Und so wälzt sich dieser Rungholt mit seinem beträchtlichen Übergewicht nun schon durch den fünften Band, suhlt sich teils in Selbstmitleid, ist andererseits furchterregend in seinem Jähzorn, hat als Hanseat eine ausgeprägte Angst vor Wasser und außerdem ein durchaus düsteres Geheimnis. Nicht von ungefähr wird er „Bluthund“ genannt. Die Vielschichtigkeit dieses Anti-Helden mit seinen vielen kleinen und größeren Macken macht auch diese Fortsetzung der Reihe zu einem Lesevergnügen.

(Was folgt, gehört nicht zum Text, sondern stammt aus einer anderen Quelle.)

//! Controller for OAuth authorization code exchanges.
//!
//! One handler serves every provider; the provider is taken from the path and everything
//! provider-specific is resolved by `domain::token_exchange`.

use crate::error::{Result, WebErrorKind};
use crate::params::token_exchange::TokenExchangeParams;
use crate::response::{self, ErrorEnvelope};
use crate::{AppState, Error};

use axum::body::Bytes;
use axum::extract::{Path, State};
use axum::http::StatusCode;
use axum::response::IntoResponse;
use log::*;

use domain::{token_exchange, ProviderKind};

/// POST exchange an authorization code for tokens
///
/// Injects the server-side client credentials for `provider` and relays the provider's
/// token response. Upstream rejections keep the provider's status code.
#[utoipa::path(
    post,
    path = "/auth/{provider}/token",
    params(
        ("provider" = String, Path, description = "One of video, chat, music, social, streaming"),
    ),
    request_body = TokenExchangeParams,
    responses(
        (status = 200, description = "Token response from the provider, passed through"),
        (status = 400, description = "Missing required fields", body = ErrorEnvelope),
        (status = 404, description = "Unknown provider", body = ErrorEnvelope),
        (status = 500, description = "Unexpected failure", body = ErrorEnvelope),
    )
)]
pub async fn exchange(
    State(app_state): State<AppState>,
    Path(provider): Path<String>,
    body: Bytes,
) -> Result<impl IntoResponse> {
    let kind: ProviderKind = provider
        .parse()
        .map_err(|_| Error::Web(WebErrorKind::NotFound))?;

    let params: TokenExchangeParams = serde_json::from_slice(&body).map_err(|e| {
        warn!("Failed to parse {kind} token exchange body: {e}");
        Error::Web(WebErrorKind::MalformedBody)
    })?;

    let tokens = token_exchange::exchange_code(&app_state.config, kind, &params.into()).await?;

    Ok(response::json(StatusCode::OK, &tokens))
}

Ein Vorbild für diesen Rungholt sei ihm sein Vater gewesen, sagt Meister – um sogleich abzuwiegeln: Nein, gar so bärbeißig sei der nicht gewesen. Das gelegentlich Knurrige habe er ihm nur abgeschaut. „Schauen Sie doch mal in die ganzen mittelalterlichen Romane“, sagt Derek Meister, „da tummeln sich nur gut aussehende junge Helden, die immer gut drauf sind. Das hatte ich satt.“ Also ließ er den fetten, alten und zornigen Lübecker auf der Bildfläche erscheinen.

Krimis sind es geworden, weil der 38-Jährige sich damit gut auskennt. Schon so mancher abendfüllende Film aus diesem Genre, der aus der Feder des studierten Drehbuchautors stammt, flimmerte über deutsche Bildschirme. Im Blut liegt ihm das Blutige seiner Krimis dennoch nicht – auch wenn sein Schwager einmal seinen Schwiegervater nach der Lektüre eines Rungholt gewarnt hatte: „Sei vorsichtig, der Typ ist mit deiner Tochter verheiratet.“ Zu Hause und jenseits von Rungholt mag es Derek Meister lieber ruhig und beschaulich – wäre er sonst vor einigen Jahren aus dem Trubel an Berlins Prenzlauer Berg in das Dörfchen Münchehagen in der Nähe des Steinhuder Meers gezogen?

„Flutgrab“, der fünfte Kriminalroman von Derek Meister aus seiner Rungholt-Reihe erscheint am 15. April im Blanvalet Verlag und kostet 13 Euro (ISBN 978-3-442-37647-6).

Rungholt – das ist das „Atlantis der Nordsee“. So zumindest erklärt Derek Meister den Ursprung des Namens, den er für seine Titelfigur wählte. Rungholt war eine Insel vor der nordfriesischen Küste, die in der „Zweiten Marcellusflut“ – einer gewaltigen Sturmflut – im Jahr 1632 zerstört wurde. Der Sage nach soll der Untergang Rungholts die göttliche Strafe für lasterhaftes Leben und respektloses Verhalten gegenüber der Kirche gewesen sein. So sollen übermütige Bauern bei einem abendlichen Trinkgelage einen Pfarrer genötigt haben, einem Schwein, das sie zuvor betrunken gemacht hatten, die Sterbesakramente zu gewähren. Nach Drohungen und Verhöhnungen konnte sich der Geistliche in die Kirche flüchten. In der folgenden Nacht warnte ihn ein Traum vor der kommenden Katastrophe. Er konnte die Insel noch rechtzeitig verlassen. Zu den Legenden um Rungholt zählt auch, dass bei ruhigem Wetter seine Glocken unter der Wasseroberfläche zu hören sein sollen, und dass die Stadt unversehrt alle sieben Jahre in der Johannisnacht aus der Erde auftaucht. Tatsachen und Legenden hat Derek Meister für seine Romane aufgegriffen – so stammt sein Rungholt tatsächlich von dieser Insel und ist einer der wenigen Überlebenden der großen Flut. Während seine gesamte Familie in jener Nacht ertrank, wurde er gerettet.